====== RECORDS FOR PROCESSING
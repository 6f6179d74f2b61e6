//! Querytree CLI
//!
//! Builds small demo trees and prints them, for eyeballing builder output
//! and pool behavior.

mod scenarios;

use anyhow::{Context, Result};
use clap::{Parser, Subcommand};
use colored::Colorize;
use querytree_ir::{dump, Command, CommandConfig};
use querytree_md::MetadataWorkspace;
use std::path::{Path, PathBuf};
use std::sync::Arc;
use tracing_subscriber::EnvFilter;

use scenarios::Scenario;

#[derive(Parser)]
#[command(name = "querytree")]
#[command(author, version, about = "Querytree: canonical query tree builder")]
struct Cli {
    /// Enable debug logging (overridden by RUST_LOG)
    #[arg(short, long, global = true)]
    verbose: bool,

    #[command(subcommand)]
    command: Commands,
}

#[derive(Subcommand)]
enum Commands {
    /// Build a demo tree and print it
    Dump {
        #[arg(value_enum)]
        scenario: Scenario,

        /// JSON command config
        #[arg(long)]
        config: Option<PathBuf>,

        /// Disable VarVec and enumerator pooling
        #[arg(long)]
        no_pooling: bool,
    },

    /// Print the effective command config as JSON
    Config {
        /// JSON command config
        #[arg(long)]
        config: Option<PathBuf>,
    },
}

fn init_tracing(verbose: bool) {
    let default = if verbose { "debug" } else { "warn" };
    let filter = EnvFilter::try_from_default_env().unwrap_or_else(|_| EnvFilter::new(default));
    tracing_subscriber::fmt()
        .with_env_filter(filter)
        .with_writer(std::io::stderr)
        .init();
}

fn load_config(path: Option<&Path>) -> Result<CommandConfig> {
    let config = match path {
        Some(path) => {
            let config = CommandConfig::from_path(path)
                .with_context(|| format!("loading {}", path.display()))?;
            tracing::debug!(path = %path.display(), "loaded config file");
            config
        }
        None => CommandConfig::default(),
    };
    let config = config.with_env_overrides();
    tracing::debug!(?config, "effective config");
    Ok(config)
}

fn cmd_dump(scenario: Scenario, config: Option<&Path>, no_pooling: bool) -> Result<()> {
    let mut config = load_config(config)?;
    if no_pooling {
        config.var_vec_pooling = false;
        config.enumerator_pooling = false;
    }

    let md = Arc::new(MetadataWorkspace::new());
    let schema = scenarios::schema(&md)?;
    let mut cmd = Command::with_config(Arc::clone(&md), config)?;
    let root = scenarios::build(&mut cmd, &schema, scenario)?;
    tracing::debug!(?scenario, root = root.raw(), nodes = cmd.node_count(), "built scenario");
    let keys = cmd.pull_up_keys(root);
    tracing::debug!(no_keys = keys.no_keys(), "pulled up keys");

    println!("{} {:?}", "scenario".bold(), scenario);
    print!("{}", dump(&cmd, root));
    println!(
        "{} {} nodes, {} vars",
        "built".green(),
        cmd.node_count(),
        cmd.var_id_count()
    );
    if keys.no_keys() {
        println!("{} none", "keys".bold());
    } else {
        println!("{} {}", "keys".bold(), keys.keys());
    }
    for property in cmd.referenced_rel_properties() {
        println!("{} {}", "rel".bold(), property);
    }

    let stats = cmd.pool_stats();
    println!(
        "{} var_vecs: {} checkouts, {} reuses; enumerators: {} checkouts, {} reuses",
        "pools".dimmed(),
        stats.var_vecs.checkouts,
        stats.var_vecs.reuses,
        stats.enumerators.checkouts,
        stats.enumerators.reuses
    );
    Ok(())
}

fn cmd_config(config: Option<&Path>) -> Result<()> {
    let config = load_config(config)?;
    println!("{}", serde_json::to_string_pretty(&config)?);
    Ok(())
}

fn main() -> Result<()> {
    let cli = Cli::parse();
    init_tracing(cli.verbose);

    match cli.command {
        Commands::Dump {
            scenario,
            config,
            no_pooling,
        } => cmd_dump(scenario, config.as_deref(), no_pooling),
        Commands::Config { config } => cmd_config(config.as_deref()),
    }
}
============
====== RECORDS FOR PROCESSING
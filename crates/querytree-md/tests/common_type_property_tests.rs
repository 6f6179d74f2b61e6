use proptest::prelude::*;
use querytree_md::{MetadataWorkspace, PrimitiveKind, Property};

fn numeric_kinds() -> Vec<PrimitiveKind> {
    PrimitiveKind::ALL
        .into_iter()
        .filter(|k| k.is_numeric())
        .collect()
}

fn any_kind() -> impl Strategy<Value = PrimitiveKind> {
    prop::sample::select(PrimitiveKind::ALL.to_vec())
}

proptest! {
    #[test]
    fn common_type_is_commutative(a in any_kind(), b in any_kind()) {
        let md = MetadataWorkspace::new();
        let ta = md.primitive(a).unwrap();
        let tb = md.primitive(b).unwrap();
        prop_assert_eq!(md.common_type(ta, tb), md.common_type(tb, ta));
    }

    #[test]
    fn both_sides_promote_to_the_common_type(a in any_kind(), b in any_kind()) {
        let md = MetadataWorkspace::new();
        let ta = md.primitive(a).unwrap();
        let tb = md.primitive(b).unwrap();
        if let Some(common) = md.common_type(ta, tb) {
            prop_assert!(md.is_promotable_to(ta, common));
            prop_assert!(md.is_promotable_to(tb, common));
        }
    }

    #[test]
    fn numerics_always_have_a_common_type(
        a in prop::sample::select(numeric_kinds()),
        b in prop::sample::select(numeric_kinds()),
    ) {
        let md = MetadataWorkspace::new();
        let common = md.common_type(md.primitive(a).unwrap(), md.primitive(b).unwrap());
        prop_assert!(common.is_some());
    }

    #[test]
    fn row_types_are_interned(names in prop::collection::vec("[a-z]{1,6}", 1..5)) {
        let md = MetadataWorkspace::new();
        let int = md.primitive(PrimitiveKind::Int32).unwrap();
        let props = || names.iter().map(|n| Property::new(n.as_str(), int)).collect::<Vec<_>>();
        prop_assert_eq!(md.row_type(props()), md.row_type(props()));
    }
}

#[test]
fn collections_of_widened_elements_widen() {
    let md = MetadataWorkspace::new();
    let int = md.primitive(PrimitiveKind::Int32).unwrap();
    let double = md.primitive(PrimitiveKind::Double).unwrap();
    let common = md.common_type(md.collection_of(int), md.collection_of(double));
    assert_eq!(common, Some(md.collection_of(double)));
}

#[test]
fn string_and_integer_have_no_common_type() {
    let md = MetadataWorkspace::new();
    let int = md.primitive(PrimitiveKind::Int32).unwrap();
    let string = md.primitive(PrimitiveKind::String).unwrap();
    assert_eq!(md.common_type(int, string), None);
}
============
====== RECORDS FOR PROCESSING
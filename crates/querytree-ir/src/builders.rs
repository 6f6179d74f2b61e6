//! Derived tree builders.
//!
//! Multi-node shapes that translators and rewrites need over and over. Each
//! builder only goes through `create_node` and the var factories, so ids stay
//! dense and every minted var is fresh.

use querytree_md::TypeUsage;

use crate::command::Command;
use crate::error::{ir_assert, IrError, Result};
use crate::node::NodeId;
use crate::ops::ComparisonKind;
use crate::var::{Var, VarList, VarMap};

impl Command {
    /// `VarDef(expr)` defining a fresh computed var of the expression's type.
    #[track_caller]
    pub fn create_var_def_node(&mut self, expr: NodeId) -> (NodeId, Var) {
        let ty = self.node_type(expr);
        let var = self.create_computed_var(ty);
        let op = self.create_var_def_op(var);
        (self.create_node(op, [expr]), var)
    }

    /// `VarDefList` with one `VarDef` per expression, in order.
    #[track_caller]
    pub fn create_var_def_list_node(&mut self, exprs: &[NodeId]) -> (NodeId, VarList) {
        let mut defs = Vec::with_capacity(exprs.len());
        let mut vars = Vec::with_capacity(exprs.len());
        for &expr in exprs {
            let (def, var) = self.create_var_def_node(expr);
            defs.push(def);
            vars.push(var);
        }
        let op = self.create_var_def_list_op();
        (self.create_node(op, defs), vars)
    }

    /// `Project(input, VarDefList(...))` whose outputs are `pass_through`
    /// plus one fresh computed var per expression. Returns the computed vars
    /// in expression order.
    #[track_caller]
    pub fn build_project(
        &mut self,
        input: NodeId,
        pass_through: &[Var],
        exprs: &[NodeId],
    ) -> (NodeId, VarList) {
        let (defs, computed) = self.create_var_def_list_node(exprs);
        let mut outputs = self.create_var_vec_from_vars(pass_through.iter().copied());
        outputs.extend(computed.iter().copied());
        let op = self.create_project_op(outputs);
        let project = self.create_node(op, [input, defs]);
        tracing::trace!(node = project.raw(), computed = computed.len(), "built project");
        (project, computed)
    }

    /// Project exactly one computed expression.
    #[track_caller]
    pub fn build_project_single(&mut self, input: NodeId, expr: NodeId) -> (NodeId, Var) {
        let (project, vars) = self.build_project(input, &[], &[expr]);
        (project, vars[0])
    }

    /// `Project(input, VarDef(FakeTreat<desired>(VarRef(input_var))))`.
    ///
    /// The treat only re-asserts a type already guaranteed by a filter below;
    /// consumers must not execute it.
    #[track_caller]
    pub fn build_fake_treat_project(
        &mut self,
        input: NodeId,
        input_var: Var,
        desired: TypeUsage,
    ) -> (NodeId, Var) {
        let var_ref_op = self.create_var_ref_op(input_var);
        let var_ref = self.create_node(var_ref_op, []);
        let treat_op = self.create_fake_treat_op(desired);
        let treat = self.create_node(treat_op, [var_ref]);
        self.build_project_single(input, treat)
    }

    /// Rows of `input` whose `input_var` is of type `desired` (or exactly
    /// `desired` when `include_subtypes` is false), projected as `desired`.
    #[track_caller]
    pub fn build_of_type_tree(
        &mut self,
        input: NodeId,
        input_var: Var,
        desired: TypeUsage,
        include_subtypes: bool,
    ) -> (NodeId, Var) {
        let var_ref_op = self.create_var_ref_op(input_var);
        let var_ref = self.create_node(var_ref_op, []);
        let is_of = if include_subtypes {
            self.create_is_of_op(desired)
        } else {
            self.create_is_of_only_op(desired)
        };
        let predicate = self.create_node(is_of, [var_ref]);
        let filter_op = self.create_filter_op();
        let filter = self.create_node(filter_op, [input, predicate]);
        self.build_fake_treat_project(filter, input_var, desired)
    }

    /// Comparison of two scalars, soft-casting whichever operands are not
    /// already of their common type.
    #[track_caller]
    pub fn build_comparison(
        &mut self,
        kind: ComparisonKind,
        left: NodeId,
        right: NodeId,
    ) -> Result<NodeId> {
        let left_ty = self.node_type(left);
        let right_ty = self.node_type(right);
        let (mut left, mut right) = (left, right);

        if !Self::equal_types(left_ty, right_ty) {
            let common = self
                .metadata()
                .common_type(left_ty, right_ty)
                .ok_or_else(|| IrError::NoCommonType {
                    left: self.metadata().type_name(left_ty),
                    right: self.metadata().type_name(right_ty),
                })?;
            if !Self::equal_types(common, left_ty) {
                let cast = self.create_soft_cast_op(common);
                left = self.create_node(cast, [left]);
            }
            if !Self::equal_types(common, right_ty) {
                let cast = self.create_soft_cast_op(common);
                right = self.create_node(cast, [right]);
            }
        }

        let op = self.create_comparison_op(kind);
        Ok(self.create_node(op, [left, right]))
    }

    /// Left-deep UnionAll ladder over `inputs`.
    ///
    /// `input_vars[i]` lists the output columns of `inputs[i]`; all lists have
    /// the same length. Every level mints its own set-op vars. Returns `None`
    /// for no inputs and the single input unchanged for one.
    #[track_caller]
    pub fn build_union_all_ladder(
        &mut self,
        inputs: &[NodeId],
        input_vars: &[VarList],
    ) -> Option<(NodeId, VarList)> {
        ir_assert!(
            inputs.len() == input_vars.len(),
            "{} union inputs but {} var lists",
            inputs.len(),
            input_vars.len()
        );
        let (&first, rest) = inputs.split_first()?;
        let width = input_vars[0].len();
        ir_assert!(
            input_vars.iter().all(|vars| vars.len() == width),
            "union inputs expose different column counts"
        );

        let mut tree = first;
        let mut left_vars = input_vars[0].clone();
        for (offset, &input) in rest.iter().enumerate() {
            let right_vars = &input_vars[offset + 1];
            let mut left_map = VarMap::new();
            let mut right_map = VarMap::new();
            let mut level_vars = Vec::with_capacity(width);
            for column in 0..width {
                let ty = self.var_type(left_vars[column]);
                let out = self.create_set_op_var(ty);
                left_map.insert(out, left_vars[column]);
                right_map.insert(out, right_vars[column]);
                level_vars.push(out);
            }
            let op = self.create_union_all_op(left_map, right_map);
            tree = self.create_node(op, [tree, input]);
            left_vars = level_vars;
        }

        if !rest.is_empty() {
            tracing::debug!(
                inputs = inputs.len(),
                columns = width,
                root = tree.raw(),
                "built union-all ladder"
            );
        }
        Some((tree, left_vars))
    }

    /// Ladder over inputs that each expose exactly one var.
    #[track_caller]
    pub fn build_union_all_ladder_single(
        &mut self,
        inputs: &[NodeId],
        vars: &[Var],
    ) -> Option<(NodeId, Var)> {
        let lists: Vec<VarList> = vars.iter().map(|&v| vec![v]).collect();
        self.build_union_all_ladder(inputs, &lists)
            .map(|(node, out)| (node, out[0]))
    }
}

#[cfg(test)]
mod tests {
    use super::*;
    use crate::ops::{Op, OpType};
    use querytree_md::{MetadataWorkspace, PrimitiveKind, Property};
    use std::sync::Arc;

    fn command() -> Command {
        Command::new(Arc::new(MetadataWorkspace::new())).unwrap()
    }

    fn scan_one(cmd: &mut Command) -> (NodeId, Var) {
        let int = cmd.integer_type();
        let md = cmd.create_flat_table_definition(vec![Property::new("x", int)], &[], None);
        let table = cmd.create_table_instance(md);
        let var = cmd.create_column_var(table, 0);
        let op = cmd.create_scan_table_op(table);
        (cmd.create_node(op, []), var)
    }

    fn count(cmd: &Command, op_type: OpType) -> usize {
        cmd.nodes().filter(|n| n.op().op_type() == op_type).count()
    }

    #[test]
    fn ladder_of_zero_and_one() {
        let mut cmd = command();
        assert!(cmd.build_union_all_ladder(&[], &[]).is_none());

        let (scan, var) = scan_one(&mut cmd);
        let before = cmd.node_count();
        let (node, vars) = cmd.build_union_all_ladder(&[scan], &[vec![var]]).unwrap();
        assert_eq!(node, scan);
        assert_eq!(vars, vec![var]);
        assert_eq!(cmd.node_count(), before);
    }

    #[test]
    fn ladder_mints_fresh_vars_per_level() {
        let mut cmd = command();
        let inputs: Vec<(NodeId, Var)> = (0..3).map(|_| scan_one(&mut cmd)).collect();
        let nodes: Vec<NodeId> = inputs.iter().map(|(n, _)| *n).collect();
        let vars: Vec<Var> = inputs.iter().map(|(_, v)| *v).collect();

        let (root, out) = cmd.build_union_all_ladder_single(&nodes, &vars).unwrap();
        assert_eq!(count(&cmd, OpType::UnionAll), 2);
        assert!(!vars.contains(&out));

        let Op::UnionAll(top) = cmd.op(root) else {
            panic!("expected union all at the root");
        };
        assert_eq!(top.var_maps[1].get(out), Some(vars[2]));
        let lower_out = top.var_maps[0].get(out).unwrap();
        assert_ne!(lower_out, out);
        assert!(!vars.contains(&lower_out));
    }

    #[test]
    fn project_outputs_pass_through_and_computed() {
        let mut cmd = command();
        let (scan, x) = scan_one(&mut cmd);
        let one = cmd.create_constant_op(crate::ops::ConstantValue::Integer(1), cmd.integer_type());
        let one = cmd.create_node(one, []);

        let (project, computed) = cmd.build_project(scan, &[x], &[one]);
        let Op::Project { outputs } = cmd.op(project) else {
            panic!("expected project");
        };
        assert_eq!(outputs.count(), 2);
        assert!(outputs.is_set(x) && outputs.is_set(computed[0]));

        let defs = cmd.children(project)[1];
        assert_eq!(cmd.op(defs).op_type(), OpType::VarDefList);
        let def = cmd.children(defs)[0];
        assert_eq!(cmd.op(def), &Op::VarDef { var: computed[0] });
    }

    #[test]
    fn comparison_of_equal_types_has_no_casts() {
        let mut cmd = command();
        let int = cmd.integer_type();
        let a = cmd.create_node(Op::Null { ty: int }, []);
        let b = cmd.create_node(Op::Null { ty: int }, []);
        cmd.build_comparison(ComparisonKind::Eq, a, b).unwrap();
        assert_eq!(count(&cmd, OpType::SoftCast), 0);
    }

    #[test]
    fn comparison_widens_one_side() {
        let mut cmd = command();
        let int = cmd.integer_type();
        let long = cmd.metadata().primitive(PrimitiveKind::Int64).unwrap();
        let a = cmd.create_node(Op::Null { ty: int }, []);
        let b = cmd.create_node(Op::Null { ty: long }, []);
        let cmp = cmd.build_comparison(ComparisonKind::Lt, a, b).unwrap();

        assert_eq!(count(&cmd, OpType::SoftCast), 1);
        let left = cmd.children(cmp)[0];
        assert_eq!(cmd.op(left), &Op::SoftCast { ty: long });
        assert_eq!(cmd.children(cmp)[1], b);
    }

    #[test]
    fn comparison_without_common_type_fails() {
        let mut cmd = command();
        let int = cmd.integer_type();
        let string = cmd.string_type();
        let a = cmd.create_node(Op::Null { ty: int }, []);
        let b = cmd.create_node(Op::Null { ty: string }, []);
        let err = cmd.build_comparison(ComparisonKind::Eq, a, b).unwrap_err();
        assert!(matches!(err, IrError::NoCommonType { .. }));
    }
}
============
• _AIM OF THE TASK_
Return, from the data, each line that has the word "Result" in it.

• _SOLVED EXERCISE_
use anyhow::{Context, Result};
fn load_config(path: Option<&Path>) -> Result<CommandConfig> {
fn cmd_dump(scenario: Scenario, config: Option<&Path>, no_pooling: bool) -> Result<()> {
fn cmd_config(config: Option<&Path>) -> Result<()> {
fn main() -> Result<()> {
use crate::error::{ir_assert, IrError, Result};
    ) -> Result<NodeId> {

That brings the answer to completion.